Epigenetics, the chemical mechanisms that controls the activity of genes, allows our cells, tissues and organs to adapt to the changing circumstances of the environment around us. This advantage can become a drawback, though, as this epigenetic regulation can be more easily altered by toxins than the more stable genetic sequence of the DNA.
An article recently published at Science with the collaboration of the groups of Dr. Manel Esteller, Director of the Josep Carreras Leukaemia Research Institute (IJC-CERCA), ICREA Research Professor and Chairman of Genetics at the University of Barcelona, and Dr. Lucas Pontel, Ramon y Cajal Fellow also of the Josep Carreras Institute, demonstrates that the substance called formaldehyde, commonly present in various household and cosmetic products, in polluted air, and widely used in construction, is a powerful modifier of normal epigenetic patterns.
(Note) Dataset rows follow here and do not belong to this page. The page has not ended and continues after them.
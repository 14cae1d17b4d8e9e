use axum::extract::State;
use axum::http::{HeaderValue, StatusCode};
use axum::response::{IntoResponse, Json};
use axum::routing::get;
use axum::Router;
use serde_json::{json, Value};
use tower_http::cors::{Any, CorsLayer};
use tower_http::trace::TraceLayer;

use crate::handlers::{connections, resources, AppState};

pub fn app(state: AppState) -> Router {
    let cors = cors_layer(state.cors_origin.as_deref());

    Router::new()
        // Public
        .route("/", get(root))
        .route("/health", get(health))
        // Connection-specific relational routes (before the generic dispatch)
        .merge(connection_routes())
        // Uniform CRUD, dispatched on the resource segment
        .merge(resource_routes())
        // Global middleware
        .layer(cors)
        .layer(TraceLayer::new_for_http())
        .with_state(state)
}

fn resource_routes() -> Router<AppState> {
    Router::new()
        .route(
            "/:resource",
            get(resources::collection_get)
                .post(resources::collection_post)
                .delete(resources::collection_delete),
        )
        .route(
            "/:resource/:id",
            get(resources::record_get)
                .put(resources::record_put)
                .delete(resources::record_delete),
        )
}

fn connection_routes() -> Router<AppState> {
    Router::new()
        .route(
            "/connections/from/:id",
            get(connections::from_get).delete(connections::from_delete),
        )
        .route(
            "/connections/to/:id",
            get(connections::to_get).delete(connections::to_delete),
        )
        .route(
            "/connections/from/:idFrom/to/:idTo",
            get(connections::between_get).delete(connections::between_delete),
        )
}

fn cors_layer(origin: Option<&str>) -> CorsLayer {
    match origin.and_then(|o| o.parse::<HeaderValue>().ok()) {
        Some(origin) => CorsLayer::new()
            .allow_origin(origin)
            .allow_methods(Any)
            .allow_headers(Any),
        // No configured domain means development: allow everything
        None => CorsLayer::permissive(),
    }
}

async fn root() -> Json<Value> {
    let version = env!("CARGO_PKG_VERSION");

    Json(json!({
        "success": true,
        "data": {
            "name": "Inventory API",
            "version": version,
            "description": "CRUD API for devices, models, floors and connections",
            "resources": [
                "devices", "models", "floors", "connections",
                "attributes", "attributesDictionary", "logs", "users"
            ],
            "endpoints": {
                "collection": "GET|POST|DELETE /{resource}",
                "document": "GET|PUT|DELETE /{resource}/{id}",
                "relational": "GET|DELETE /connections/from/{id}[/to/{id}], /connections/to/{id}",
                "health": "GET /health"
            }
        }
    }))
}

async fn health(State(state): State<AppState>) -> impl IntoResponse {
    let now = chrono::Utc::now();

    match state.provider.ping().await {
        Ok(_) => (
            StatusCode::OK,
            Json(json!({
                "success": true,
                "data": { "status": "ok", "timestamp": now, "database": "ok" }
            })),
        ),
        Err(e) => {
            tracing::warn!("health check failed: {}", e);
            (
                StatusCode::SERVICE_UNAVAILABLE,
                Json(json!({
                    "success": false,
                    "error": "database unavailable",
                    "data": { "status": "degraded", "timestamp": now }
                })),
            )
        }
    }
}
The publication is led by Dr. Christopher J. Chang, of the University of California Berkeley in the United States, whose research group is pioneer in the study of the effects of various chemical products on cell metabolism. The research has focused on investigating the effects of high concentrations of formaldehyde in the body, a substance already been associated with an increased risk of developing cancer (nasopharyngeal tumours and leukaemia), hepatic degeneration due to fatty liver (steatosis) and asthma. Dr. Esteller points out that this is relevant because “formaldehyde enters our body mainly during our breathing and, because it dissolves well in an aqueous medium, it ends up reaching all the cells of our body”.